[[ Materials provided open ]]

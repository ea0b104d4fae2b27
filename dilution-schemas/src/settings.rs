use serde::{Deserialize, Serialize};

pub const DEFAULT_BUFFER_VOLUME: f64 = 50.0;
pub const DEFAULT_SAFETY_MARGIN: f64 = 0.10;

/// Process-wide planning constants.
#[derive(Debug, Clone, Copy, PartialEq, Serialize, Deserialize)]
pub struct PlanSettings {
    /// Extra volume prepared for every dose level to cover pipetting loss.
    #[serde(default = "default_buffer_volume")]
    pub buffer_volume: f64,
    /// Fraction added on top of the per-well volume (0.10 means 10%).
    #[serde(default = "default_safety_margin")]
    pub safety_margin: f64,
}

impl Default for PlanSettings {
    fn default() -> Self {
        Self {
            buffer_volume: DEFAULT_BUFFER_VOLUME,
            safety_margin: DEFAULT_SAFETY_MARGIN,
        }
    }
}

fn default_buffer_volume() -> f64 {
    DEFAULT_BUFFER_VOLUME
}

fn default_safety_margin() -> f64 {
    DEFAULT_SAFETY_MARGIN
}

[[ Materials provided closed ]]

## Instructions to follow
For the string "PlanSettings", search the preceding data and copy every line that includes it.

## Response
pub struct PlanSettings {
impl Default for PlanSettings {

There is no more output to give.